• _The task_
Below are records to be reproduced exactly and in full.

• _Records shown_
····················
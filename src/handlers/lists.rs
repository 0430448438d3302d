use axum::{
    Json,
    extract::{Path, State},
    http::StatusCode,
    response::{IntoResponse, Response},
};
use serde::Deserialize;

use crate::AnidexError;
use crate::api::backend_api::ListKind;
use crate::middleware::auth::RequireUser;
use crate::router::AnidexState;
use crate::types::community::ListEntry;

#[derive(Debug, Deserialize)]
#[serde(rename_all = "camelCase")]
pub struct AddToWishlist {
    pub anime_id: u64,
}

pub async fn wishlist(
    State(state): State<AnidexState>,
    user: RequireUser,
) -> Result<Json<Vec<ListEntry>>, AnidexError> {
    Ok(Json(state.lists.list(ListKind::Wishlist, &user.email).await?))
}

pub async fn watchlist(
    State(state): State<AnidexState>,
    user: RequireUser,
) -> Result<Json<Vec<ListEntry>>, AnidexError> {
    Ok(Json(state.lists.list(ListKind::Watchlist, &user.email).await?))
}

/// POST /api/wishlist {"animeId": 1} -> 201 when stored, 200 when already listed.
pub async fn add_to_wishlist(
    State(state): State<AnidexState>,
    user: RequireUser,
    Json(req): Json<AddToWishlist>,
) -> Result<Response, AnidexError> {
    let outcome = state.lists.add_to_wishlist(req.anime_id, &user.email).await?;
    let status = if outcome.added {
        StatusCode::CREATED
    } else {
        StatusCode::OK
    };
    Ok((status, Json(outcome)).into_response())
}

pub async fn remove_from_wishlist(
    State(state): State<AnidexState>,
    _user: RequireUser,
    Path(id): Path<String>,
) -> Result<StatusCode, AnidexError> {
    state.lists.remove(ListKind::Wishlist, &id).await?;
    Ok(StatusCode::NO_CONTENT)
}

pub async fn remove_from_watchlist(
    State(state): State<AnidexState>,
    _user: RequireUser,
    Path(id): Path<String>,
) -> Result<StatusCode, AnidexError> {
    state.lists.remove(ListKind::Watchlist, &id).await?;
    Ok(StatusCode::NO_CONTENT)
}

/// POST /api/wishlist/{id}/watched
pub async fn mark_watched(
    State(state): State<AnidexState>,
    user: RequireUser,
    Path(id): Path<String>,
) -> Result<Json<ListEntry>, AnidexError> {
    Ok(Json(state.lists.mark_watched(&id, &user.email).await?))
}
····················
• _Response to this exercise_
filename src/handlers/lists.rs
repository 0430448438d3302d
use axum::{
    Json,
    extract::{Path, State},
    http::StatusCode,
    response::{IntoResponse, Response},
};
use serde::Deserialize;

use crate::AnidexError;
use crate::api::backend_api::ListKind;
use crate::middleware::auth::RequireUser;
use crate::router::AnidexState;
use crate::types::community::ListEntry;

#[derive(Debug, Deserialize)]
#[serde(rename_all = "camelCase")]
pub struct AddToWishlist {
    pub anime_id: u64,
}

pub async fn wishlist(
    State(state): State<AnidexState>,
    user: RequireUser,
) -> Result<Json<Vec<ListEntry>>, AnidexError> {
    Ok(Json(state.lists.list(ListKind::Wishlist, &user.email).await?))
}

pub async fn watchlist(
    State(state): State<AnidexState>,
    user: RequireUser,
) -> Result<Json<Vec<ListEntry>>, AnidexError> {
    Ok(Json(state.lists.list(ListKind::Watchlist, &user.email).await?))
}

/// POST /api/wishlist {"animeId": 1} -> 201 when stored, 200 when already listed.
pub async fn add_to_wishlist(
    State(state): State<AnidexState>,
    user: RequireUser,
    Json(req): Json<AddToWishlist>,
) -> Result<Response, AnidexError> {
    let outcome = state.lists.add_to_wishlist(req.anime_id, &user.email).await?;
    let status = if outcome.added {
        StatusCode::CREATED
    } else {
        StatusCode::OK
    };
    Ok((status, Json(outcome)).into_response())
}

pub async fn remove_from_wishlist(
    State(state): State<AnidexState>,
    _user: RequireUser,
    Path(id): Path<String>,
) -> Result<StatusCode, AnidexError> {
    state.lists.remove(ListKind::Wishlist, &id).await?;
    Ok(StatusCode::NO_CONTENT)
}

pub async fn remove_from_watchlist(
    State(state): State<AnidexState>,
    _user: RequireUser,
    Path(id): Path<String>,
) -> Result<StatusCode, AnidexError> {
    state.lists.remove(ListKind::Watchlist, &id).await?;
    Ok(StatusCode::NO_CONTENT)
}

/// POST /api/wishlist/{id}/watched
pub async fn mark_watched(
    State(state): State<AnidexState>,
    user: RequireUser,
    Path(id): Path<String>,
) -> Result<Json<ListEntry>, AnidexError> {
    Ok(Json(state.lists.mark_watched(&id, &user.email).await?))
}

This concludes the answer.